### [Source records]

// Copyright 2026 Phillip Cloud
// Licensed under the Apache License, Version 2.0

pub mod codec;
pub mod filter;
pub mod format;
pub mod forms;
pub mod ids;
pub mod model;
pub mod render;
pub mod schema;
pub mod session;
pub mod source;
pub mod state;

pub use codec::{Codec, DataMap, DateRange, EditValue, PLACEHOLDER};
pub use filter::*;
pub use format::*;
pub use forms::*;
pub use ids::*;
pub use model::*;
pub use render::{Control, Input, Mode, RenderContext, SelectOption, Widget};
pub use schema::*;
pub use session::*;
pub use source::*;
pub use state::*;
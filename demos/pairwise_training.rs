//! End-to-end sketch: learn edge-feature weights so that a walk from a query node ranks its
//! own community above the other one.
//!
//! The graph is a seeded two-block model. Every edge carries either `same_block` or
//! `cross_block`, and every node has a `restart` edge back to the query. A pairwise loss with
//! positives in the query's block and negatives in the other block should drive
//! `cross_block` down relative to `same_block`.

use rand::Rng;
use rand::SeedableRng;
use rand_chacha::ChaCha8Rng;

use srw::{
    top_k, AnnotatedGraph, Distribution, Feature, PairwiseL2SqLoss, PosNegExample, SharedParams,
    SrwConfig, Trainer,
};

fn two_block(n: usize, p_in: f64, p_out: f64, query: usize, seed: u64) -> AnnotatedGraph<usize> {
    let mut rng = ChaCha8Rng::seed_from_u64(seed);
    let half = n / 2;
    let mut g = AnnotatedGraph::new();
    for i in 0..n {
        for j in 0..n {
            if i == j {
                continue;
            }
            let same = (i < half) == (j < half);
            let p = if same { p_in } else { p_out };
            if rng.random::<f64>() < p {
                let name = if same { "same_block" } else { "cross_block" };
                g.add_edge(i, j, [Feature::new(name, 1.0)]);
            }
        }
        if i != query {
            g.add_edge(i, query, [Feature::new("restart", 0.5)]);
        }
    }
    g
}

fn main() {
    let n = 40usize;
    let query = 0usize;
    let half = n / 2;

    let examples: Vec<PosNegExample<AnnotatedGraph<usize>>> = (0..4u64)
        .map(|seed| {
            let graph = two_block(n, 0.3, 0.15, query, seed);
            let start: Distribution<usize> = [(query, 1.0)].into_iter().collect();
            let pos = (1..half).step_by(3).collect();
            let neg = (half..n).step_by(3).collect();
            PosNegExample::new(graph, start, pos, neg)
        })
        .collect();

    let config = SrwConfig { steps: 6, eta: 2.0, ..SrwConfig::default() };
    let mut trainer = match Trainer::new(config, PairwiseL2SqLoss::new(0.01)) {
        Ok(t) => t,
        Err(e) => {
            eprintln!("bad config: {e}");
            std::process::exit(1);
        }
    };
    trainer.untrain("restart");
    let params = SharedParams::default();

    let report = |label: &str, trainer: &Trainer<PairwiseL2SqLoss>| {
        let loss = trainer.average_loss(&params, &examples).unwrap_or(f64::NAN);
        println!("{label}: avg loss={loss:.6e} params={:?}", params.snapshot());
    };

    report("before", &trainer);
    for _ in 0..5 {
        if let Err(e) = trainer.train_epoch(&params, &examples) {
            eprintln!("epoch {} failed: {e}", trainer.epoch());
            std::process::exit(1);
        }
        report(&format!("epoch {}", trainer.epoch()), &trainer);
        trainer.next_epoch();
    }

    let scores = trainer.srw().rwr(&examples[0].graph, &examples[0].query, &params.snapshot());
    println!();
    println!("top-10 after training (nodes < {half} share the query's block):");
    for (node, mass) in top_k(&scores, 10) {
        println!("  node {node:3}  mass={mass:.6e}");
    }
}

### [Task brief]
Write the material above out again, exactly as it reads.

### [Result of this exercise]
// Copyright 2026 Phillip Cloud
// Licensed under the Apache License, Version 2.0

pub mod codec;
pub mod filter;
pub mod format;
pub mod forms;
pub mod ids;
pub mod model;
pub mod render;
pub mod schema;
pub mod session;
pub mod source;
pub mod state;

pub use codec::{Codec, DataMap, DateRange, EditValue, PLACEHOLDER};
pub use filter::*;
pub use format::*;
pub use forms::*;
pub use ids::*;
pub use model::*;
pub use render::{Control, Input, Mode, RenderContext, SelectOption, Widget};
pub use schema::*;
pub use session::*;
pub use source::*;
pub use state::*;
filename demos/pairwise_training.rs
//! End-to-end sketch: learn edge-feature weights so that a walk from a query node ranks its
//! own community above the other one.
//!
//! The graph is a seeded two-block model. Every edge carries either `same_block` or
//! `cross_block`, and every node has a `restart` edge back to the query. A pairwise loss with
//! positives in the query's block and negatives in the other block should drive
//! `cross_block` down relative to `same_block`.

use rand::Rng;
use rand::SeedableRng;
use rand_chacha::ChaCha8Rng;

use srw::{
    top_k, AnnotatedGraph, Distribution, Feature, PairwiseL2SqLoss, PosNegExample, SharedParams,
    SrwConfig, Trainer,
};

fn two_block(n: usize, p_in: f64, p_out: f64, query: usize, seed: u64) -> AnnotatedGraph<usize> {
    let mut rng = ChaCha8Rng::seed_from_u64(seed);
    let half = n / 2;
    let mut g = AnnotatedGraph::new();
    for i in 0..n {
        for j in 0..n {
            if i == j {
                continue;
            }
            let same = (i < half) == (j < half);
            let p = if same { p_in } else { p_out };
            if rng.random::<f64>() < p {
                let name = if same { "same_block" } else { "cross_block" };
                g.add_edge(i, j, [Feature::new(name, 1.0)]);
            }
        }
        if i != query {
            g.add_edge(i, query, [Feature::new("restart", 0.5)]);
        }
    }
    g
}

fn main() {
    let n = 40usize;
    let query = 0usize;
    let half = n / 2;

    let examples: Vec<PosNegExample<AnnotatedGraph<usize>>> = (0..4u64)
        .map(|seed| {
            let graph = two_block(n, 0.3, 0.15, query, seed);
            let start: Distribution<usize> = [(query, 1.0)].into_iter().collect();
            let pos = (1..half).step_by(3).collect();
            let neg = (half..n).step_by(3).collect();
            PosNegExample::new(graph, start, pos, neg)
        })
        .collect();

    let config = SrwConfig { steps: 6, eta: 2.0, ..SrwConfig::default() };
    let mut trainer = match Trainer::new(config, PairwiseL2SqLoss::new(0.01)) {
        Ok(t) => t,
        Err(e) => {
            eprintln!("bad config: {e}");
            std::process::exit(1);
        }
    };
    trainer.untrain("restart");
    let params = SharedParams::default();

    let report = |label: &str, trainer: &Trainer<PairwiseL2SqLoss>| {
        let loss = trainer.average_loss(&params, &examples).unwrap_or(f64::NAN);
        println!("{label}: avg loss={loss:.6e} params={:?}", params.snapshot());
    };

    report("before", &trainer);
    for _ in 0..5 {
        if let Err(e) = trainer.train_epoch(&params, &examples) {
            eprintln!("epoch {} failed: {e}", trainer.epoch());
            std::process::exit(1);
        }
        report(&format!("epoch {}", trainer.epoch()), &trainer);
        trainer.next_epoch();
    }

    let scores = trainer.srw().rwr(&examples[0].graph, &examples[0].query, &params.snapshot());
    println!();
    println!("top-10 after training (nodes < {half} share the query's block):");
    for (node, mass) in top_k(&scores, 10) {
        println!("  node {node:3}  mass={mass:.6e}");
    }
}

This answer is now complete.